Law, like love?

This morning I experienced a frustration at my job, which I normally thoroughly enjoy; but today… today’s news from an outside counsel was very irritating. With respect to one of our cases, a local judge did not follow a precedent already sent in the law. The actual source of my frustration, you ask? Judges swear – they take an oath – to distribute justice based on the law, so when one is elected and gives preference to a firm that lines his campaign pockets, where is the justice? Why isn’t the law just the law?

A friend of mine recently introduced me to the writings of WH Auden. My situation this morning made me recall a poem Auden wrote in 1939 that I thought worth sharing. I guess there really isn’t anything new under the sun…

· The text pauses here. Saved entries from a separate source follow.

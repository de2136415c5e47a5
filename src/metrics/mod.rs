//! Contribution metrics
//!
//! [`aggregate`] turns reconciled raw data into a [`GlobalMetrics`] value:
//! counters per contributor, per repository, per team and per timeline
//! period. Every event is first bucketed by canonical login × repository ×
//! period label; all roll-ups are sums over those buckets, so a
//! contributor's totals always equal the sum of their repository and
//! timeline entries.
//!
//! Nothing here performs I/O or reads the clock. Scores, the leaderboard
//! and the achievement index are filled in afterwards by
//! [`crate::scoring::score_all`].

mod aggregate;
mod patterns;
mod period;

pub use aggregate::{aggregate, AggregateOptions, SMALL_PR_LINES};
pub use patterns::{is_weekend, longest_streak, work_week_streak, ActivityPattern};
pub use period::{range_label, Granularity};

use chrono::{DateTime, NaiveDate, Utc};
use serde::{Deserialize, Serialize};
use std::collections::{BTreeMap, BTreeSet};

use crate::classifier::LineStats;
use crate::scoring::{Achievements, LeaderboardEntry, Score};

/// Additive activity counters.
///
/// Averages and streaks are derived from private accumulators by
/// [`Counters::finalize`]; they are not summed directly.
#[derive(Debug, Clone, Default, PartialEq, Serialize, Deserialize)]
pub struct Counters {
    pub commits: u64,
    pub merge_commits: u64,
    pub lines: LineStats,
    pub files_changed: u64,
    pub commits_with_tests: u64,

    pub prs_opened: u64,
    pub prs_merged: u64,
    /// Closed without being merged
    pub prs_closed: u64,
    /// Merged with no "changes requested" review
    pub perfect_prs: u64,
    /// Opened with fewer than [`SMALL_PR_LINES`] changed lines
    pub small_prs: u64,
    pub avg_pr_size: f64,
    pub avg_time_to_merge_hours: Option<f64>,

    pub reviews: u64,
    pub approvals: u64,
    pub changes_requested: u64,
    pub review_comments: u64,
    /// Fast-review tiers count each (reviewer, pull request) pair once, in
    /// the best tier reached.
    pub fast_reviews_1h: u64,
    pub fast_reviews_4h: u64,
    pub fast_reviews_24h: u64,
    pub avg_review_response_hours: Option<f64>,

    pub issues_opened: u64,
    pub issue_comments: u64,

    pub activity: ActivityPattern,
    pub active_days: u32,
    pub longest_streak: u32,
    pub work_week_streak: u32,
    pub repositories: BTreeSet<String>,

    #[serde(skip)]
    pub(crate) days: BTreeSet<NaiveDate>,
    #[serde(skip)]
    pub(crate) pr_size_total: u64,
    #[serde(skip)]
    pub(crate) merge_hours_total: f64,
    #[serde(skip)]
    pub(crate) review_hours_total: f64,
    #[serde(skip)]
    pub(crate) review_hours_count: u64,
}

impl Counters {
    /// Review plus issue comments.
    pub fn comments(&self) -> u64 {
        self.review_comments + self.issue_comments
    }

    pub fn fast_reviews(&self) -> u64 {
        self.fast_reviews_1h + self.fast_reviews_4h + self.fast_reviews_24h
    }

    /// Mark `date` as a day with qualifying activity.
    pub fn mark_active(&mut self, date: NaiveDate) {
        self.days.insert(date);
    }

    /// Fold another bucket into this one. Call [`Counters::finalize`]
    /// once all buckets are in.
    pub fn add(&mut self, other: &Counters) {
        self.commits += other.commits;
        self.merge_commits += other.merge_commits;
        self.lines += other.lines;
        self.files_changed += other.files_changed;
        self.commits_with_tests += other.commits_with_tests;
        self.prs_opened += other.prs_opened;
        self.prs_merged += other.prs_merged;
        self.prs_closed += other.prs_closed;
        self.perfect_prs += other.perfect_prs;
        self.small_prs += other.small_prs;
        self.reviews += other.reviews;
        self.approvals += other.approvals;
        self.changes_requested += other.changes_requested;
        self.review_comments += other.review_comments;
        self.fast_reviews_1h += other.fast_reviews_1h;
        self.fast_reviews_4h += other.fast_reviews_4h;
        self.fast_reviews_24h += other.fast_reviews_24h;
        self.issues_opened += other.issues_opened;
        self.issue_comments += other.issue_comments;
        self.activity.add(&other.activity);
        self.repositories.extend(other.repositories.iter().cloned());
        self.days.extend(other.days.iter().copied());
        self.pr_size_total += other.pr_size_total;
        self.merge_hours_total += other.merge_hours_total;
        self.review_hours_total += other.review_hours_total;
        self.review_hours_count += other.review_hours_count;
    }

    /// Derive averages and streaks from the accumulated totals.
    pub fn finalize(&mut self) {
        self.avg_pr_size = if self.prs_opened > 0 {
            self.pr_size_total as f64 / self.prs_opened as f64
        } else {
            0.0
        };
        self.avg_time_to_merge_hours = average(self.merge_hours_total, self.prs_merged);
        self.avg_review_response_hours = average(self.review_hours_total, self.review_hours_count);
        self.active_days = self.days.len() as u32;
        self.longest_streak = longest_streak(&self.days);
        self.work_week_streak = work_week_streak(&self.days);
    }
}

fn average(total: f64, count: u64) -> Option<f64> {
    if count == 0 {
        None
    } else {
        Some(total / count as f64)
    }
}

/// One canonical contributor's metrics, with score once scored.
#[derive(Debug, Clone, Default, PartialEq, Serialize, Deserialize)]
pub struct ContributorMetrics {
    pub login: String,
    pub name: Option<String>,
    pub avatar_url: Option<String>,
    #[serde(flatten)]
    pub counters: Counters,
    #[serde(default)]
    pub score: Score,
    #[serde(default)]
    pub achievements: Achievements,
}

#[derive(Debug, Clone, Default, PartialEq, Serialize, Deserialize)]
pub struct RepositoryMetrics {
    pub repository: String,
    pub totals: Counters,
    pub contributors: BTreeMap<String, ContributorMetrics>,
}

/// A configured group of canonical logins.
#[derive(Debug, Clone, Default, PartialEq, Eq, Serialize, Deserialize)]
pub struct Team {
    pub name: String,
    #[serde(default)]
    pub members: Vec<String>,
    #[serde(default)]
    pub color: Option<String>,
}

#[derive(Debug, Clone, Default, PartialEq, Serialize, Deserialize)]
pub struct TeamMetrics {
    pub name: String,
    pub color: Option<String>,
    /// Configured members, lower-cased and sorted
    pub members: Vec<String>,
    /// Members with any activity in the period
    pub active_members: Vec<String>,
    pub totals: Counters,
    /// Sum of active members' scores
    pub score: i64,
}

/// One timeline bucket.
#[derive(Debug, Clone, Default, PartialEq, Serialize, Deserialize)]
pub struct PeriodMetrics {
    pub label: String,
    pub totals: Counters,
    pub contributors: BTreeMap<String, ContributorMetrics>,
}

/// The reporting window.
#[derive(Debug, Clone, Default, PartialEq, Eq, Serialize, Deserialize)]
pub struct Period {
    pub since: Option<DateTime<Utc>>,
    pub until: Option<DateTime<Utc>>,
    pub granularity: Granularity,
    pub label: String,
}

/// Everything the rendering layer needs for one run.
#[derive(Debug, Clone, Default, PartialEq, Serialize, Deserialize)]
pub struct GlobalMetrics {
    pub period: Period,
    pub totals: Counters,
    pub contributors: BTreeMap<String, ContributorMetrics>,
    pub repositories: BTreeMap<String, RepositoryMetrics>,
    pub teams: BTreeMap<String, TeamMetrics>,
    pub timeline: BTreeMap<String, PeriodMetrics>,
    pub leaderboard: Vec<LeaderboardEntry>,
    /// Achievement id to the sorted logins that earned it
    pub achievements: BTreeMap<String, Vec<String>>,
}

#[cfg(test)]
mod tests {
    use super::*;

    fn day(d: u32) -> NaiveDate {
        NaiveDate::from_ymd_opt(2024, 3, d).unwrap()
    }

    #[test]
    fn test_add_then_finalize() {
        let mut a = Counters {
            commits: 2,
            prs_opened: 1,
            pr_size_total: 40,
            prs_merged: 1,
            merge_hours_total: 10.0,
            ..Default::default()
        };
        a.mark_active(day(4));
        a.mark_active(day(5));
        a.repositories.insert("acme/a".into());

        let mut b = Counters {
            commits: 3,
            prs_opened: 1,
            pr_size_total: 160,
            review_hours_total: 6.0,
            review_hours_count: 2,
            ..Default::default()
        };
        b.mark_active(day(5));
        b.mark_active(day(6));
        b.repositories.insert("acme/b".into());

        let mut total = Counters::default();
        total.add(&a);
        total.add(&b);
        total.finalize();

        assert_eq!(total.commits, 5);
        assert_eq!(total.avg_pr_size, 100.0);
        assert_eq!(total.avg_time_to_merge_hours, Some(10.0));
        assert_eq!(total.avg_review_response_hours, Some(3.0));
        assert_eq!(total.active_days, 3);
        assert_eq!(total.longest_streak, 3);
        assert_eq!(total.repositories.len(), 2);
    }

    #[test]
    fn test_empty_averages() {
        let mut counters = Counters::default();
        counters.finalize();
        assert_eq!(counters.avg_pr_size, 0.0);
        assert_eq!(counters.avg_time_to_merge_hours, None);
        assert_eq!(counters.longest_streak, 0);
    }
}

I found an insight into this poem that really made me see where Auden was going with Law and Love piece. I cannot sum it up better than this next writer, so I will post part of the summary and link to the website. I needed this insight to get me past the irritation of the news I received today.

Kudos to this person for a very insightful view of Auden’s words here:

“People may claim “That the law is / And that all know this,” but specifying it is more difficult than people think. In the long transitional stanza from the subject of law to the subject of love, the poem suggests that “we, dear, know we know no more / Than they,” all of those above, “about the law.” But what really seems to guide people’s idea of law is their own prejudices or selfishness or, to say it more politely, their loves. They “identify Law with some other word.” Philosophically the challenge is to “slip out of our own position / Into an unconcerned condition,” as Kant might approve.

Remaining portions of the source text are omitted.